Крестьяне и их жизнь
Турция, несмотря на потерю значительных провинций, еще обладает обширными, плодородными землями, и ее земледелие служит главным источником благосостояния страны и в тоже время единственным средством существования огромной части населения. Мало того, земледелие в Турции составляет почти единственный источник государственных доходов, служит единственной основой торговли. Тем не менее турецкое простонародье не имеет ни склонности, ни тяготения к земледельческому труду. Турки из всех сил отбиваются от физического труда, в роде земледельческого, ремесленного и фабричного. От земледельческой и фабричной работы спину ломит, плечи ноют, руки устают, а к концу дня изломает и всего человека,- турок этого не любит. А если между турками и попадается трудолюбивый земледелец, тяжелые условия, среди которых он живет, скоро отбивают у него всякую любовь и охоту к земледелию.
Что мешает в Турции процветанию торговли и промышленности, то же самое губит и земледелие.
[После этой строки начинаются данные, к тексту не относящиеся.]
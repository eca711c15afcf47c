//! Command type tags and their static lookup tables.

use serde::{Deserialize, Serialize};

/// Closed set of command variants.
///
/// The snake_case string form (`show_message`, `conditional_branch`, ...) is
/// the `type_tag` stored in a [`CommandDescriptor`](crate::CommandDescriptor).
#[derive(
    Clone,
    Copy,
    Debug,
    PartialEq,
    Eq,
    Hash,
    PartialOrd,
    Ord,
    Serialize,
    Deserialize,
    strum::Display,
    strum::EnumString,
    strum::IntoStaticStr,
    strum::EnumIter,
)]
#[serde(rename_all = "snake_case")]
#[strum(serialize_all = "snake_case")]
pub enum CommandKind {
    // Message
    ShowMessage,
    ShowChoices,

    // Game progression
    ControlSwitches,
    ControlVariables,
    ControlSelfSwitch,

    // Flow control
    ConditionalBranch,
    Else,
    EndIf,
    Loop,
    BreakLoop,
    EndLoop,
    Label,
    JumpToLabel,
    ExitEventProcessing,
    Comment,

    // Timing
    Wait,

    // Movement
    TransferPlayer,

    // Screen (cutscene-only)
    FadeScreen,
    ShakeScreen,
}

/// Editor grouping of commands. Has no effect on execution.
#[derive(Clone, Copy, Debug, PartialEq, Eq, Hash, strum::Display, strum::AsRefStr)]
#[strum(serialize_all = "snake_case")]
pub enum CommandCategory {
    Message,
    GameProgression,
    FlowControl,
    Timing,
    Movement,
    Screen,
    Other,
}

impl CommandKind {
    /// String tag used in descriptors.
    pub fn type_tag(self) -> &'static str {
        self.into()
    }

    pub const fn category(self) -> CommandCategory {
        use CommandKind::*;
        match self {
            ShowMessage | ShowChoices => CommandCategory::Message,
            ControlSwitches | ControlVariables | ControlSelfSwitch => {
                CommandCategory::GameProgression
            }
            ConditionalBranch | Else | EndIf | Loop | BreakLoop | EndLoop | Label | JumpToLabel
            | ExitEventProcessing => CommandCategory::FlowControl,
            Comment => CommandCategory::Other,
            Wait => CommandCategory::Timing,
            TransferPlayer => CommandCategory::Movement,
            FadeScreen | ShakeScreen => CommandCategory::Screen,
        }
    }

    /// Human-readable name shown by tooling and used in diagnostics.
    pub const fn display_name(self) -> &'static str {
        use CommandKind::*;
        match self {
            ShowMessage => "Show Message",
            ShowChoices => "Show Choices",
            ControlSwitches => "Control Switches",
            ControlVariables => "Control Variables",
            ControlSelfSwitch => "Control Self Switch",
            ConditionalBranch => "Conditional Branch",
            Else => "Else",
            EndIf => "End If",
            Loop => "Loop",
            BreakLoop => "Break Loop",
            EndLoop => "Repeat Above",
            Label => "Label",
            JumpToLabel => "Jump to Label",
            ExitEventProcessing => "Exit Event Processing",
            Comment => "Comment",
            Wait => "Wait",
            TransferPlayer => "Transfer Player",
            FadeScreen => "Fade Screen",
            ShakeScreen => "Shake Screen",
        }
    }

    /// Commands that only make sense on a cutscene timeline.
    pub const fn is_cutscene_only(self) -> bool {
        matches!(self, Self::FadeScreen | Self::ShakeScreen)
    }
}
//! Transfer Player command.

use serde::{Deserialize, Serialize};

use crate::command::{CommandKind, CommandResult, EventCommand, Progress};
use crate::context::{ExecutionContext, TransferRequest};

/// Moves the player to another map location.
#[derive(Clone, Debug, Default, PartialEq, Eq, Serialize, Deserialize)]
pub struct TransferPlayer {
    pub map_id: u32,
    pub x: i32,
    pub y: i32,
    pub fade: bool,
}

impl TransferPlayer {
    pub fn new(map_id: u32, x: i32, y: i32) -> Self {
        Self {
            map_id,
            x,
            y,
            fade: true,
        }
    }
}

impl EventCommand for TransferPlayer {
    fn kind(&self) -> CommandKind {
        CommandKind::TransferPlayer
    }

    fn execute(&mut self, ctx: &ExecutionContext<'_>) -> CommandResult<Progress> {
        ctx.host.transfer_player(&TransferRequest {
            owner: ctx.owner,
            map_id: self.map_id,
            x: self.x,
            y: self.y,
            fade: self.fade,
        });
        Ok(Progress::Completed)
    }
}
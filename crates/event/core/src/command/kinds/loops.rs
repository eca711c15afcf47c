//! Loop, Break Loop, and End Loop (Repeat Above).

use serde::{Deserialize, Serialize};

use crate::command::{CommandKind, CommandResult, EventCommand, FlowControl, Progress};
use crate::context::ExecutionContext;

/// Opens a loop body and records a loop frame.
#[derive(Clone, Debug, Default, PartialEq, Eq, Serialize, Deserialize)]
pub struct Loop;

impl EventCommand for Loop {
    fn kind(&self) -> CommandKind {
        CommandKind::Loop
    }

    fn execute(&mut self, _ctx: &ExecutionContext<'_>) -> CommandResult<Progress> {
        Ok(Progress::Completed)
    }

    fn post_execute(&self) -> FlowControl {
        FlowControl::PushLoopFrame
    }
}

/// Leaves the nearest enclosing loop.
#[derive(Clone, Debug, Default, PartialEq, Eq, Serialize, Deserialize)]
pub struct BreakLoop;

impl EventCommand for BreakLoop {
    fn kind(&self) -> CommandKind {
        CommandKind::BreakLoop
    }

    fn execute(&mut self, _ctx: &ExecutionContext<'_>) -> CommandResult<Progress> {
        Ok(Progress::Completed)
    }

    fn post_execute(&self) -> FlowControl {
        FlowControl::BreakLoop
    }
}

/// Closes a loop body; jumps back to the first command of the body while the
/// loop frame is active.
#[derive(Clone, Debug, Default, PartialEq, Eq, Serialize, Deserialize)]
pub struct EndLoop;

impl EventCommand for EndLoop {
    fn kind(&self) -> CommandKind {
        CommandKind::EndLoop
    }

    fn execute(&mut self, _ctx: &ExecutionContext<'_>) -> CommandResult<Progress> {
        Ok(Progress::Completed)
    }

    fn post_execute(&self) -> FlowControl {
        FlowControl::EndLoop
    }
}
Турки уже с конца XIV столетия начали мало-помалу покорять христианские народы Балканского полуострова. Сначала они завоевали единоплеменных нам славян — сербов и болгар и заставили румын платить себе дань. Но они не удовлетворились этими завоеваниями: их султаны стали подумывать, как бы отнять у греков Византийскую империю и сделать главный ее город Константинополь (Царьград) своей столицей. И действительно, в XV столетии (в 1453 г.) они привели в исполнение свое желание. Через несколько лет после этого турки покорили и всю Грецию. С тех пор они стали владычествовать и сделались господам и повелителями побежденных христиан. В настоящем, т. е. в XIX столетии, христианские народы — румыны, греки, а также сербы и большая часть болгар — мало-помалу освободились из под турецкого ига, но турки господствовали над христианскими народами более четырех сот лет. В продолжение всего этого времени они жили трудами подвластных им народов: христиане работали за них, были их рабами и кормильцами, а турки их господами и повелителями. За четыре столетия своего господства над христианами, турки совершенно обленились и привыкли избегать тяжелой физической работы. Вот потому то и до сих пор, если обстоятельства заставляют турка трудом добывать себе пропитание, он всегда ищет такого занятия, где бы он мог надзирать, распоряжаться, наконец, продавать что-нибудь, но всеми силами старается избегать работы, которая могла бы утомить его руки и спину. Естественно, что к земледелию и промыслам у него менее всего лежит душа, и ими в Турции занимаются преимущественно подвластные султану народы. Та незначительная часть турецких крестьян, которая живет в сельских округах Турции и вынуждена прокармливать себя и свои семьи земледелием и ремеслами, живет в страшной бедности. Это прежде всего видно по убогим, совсем разваливающимся хижинам, по нищенской одежде обитателей и обитательниц этих жилищ. Ужасная нищета турецких крестьян прежде всего происходит от все более усиливающихся рекрутских наборов, от ежегодно возрастающих налогов и податей, от возмутительно неправильного и недобросовестного их взимания, от всевозможных поборов и вымогательств, которые практикуются чиновниками.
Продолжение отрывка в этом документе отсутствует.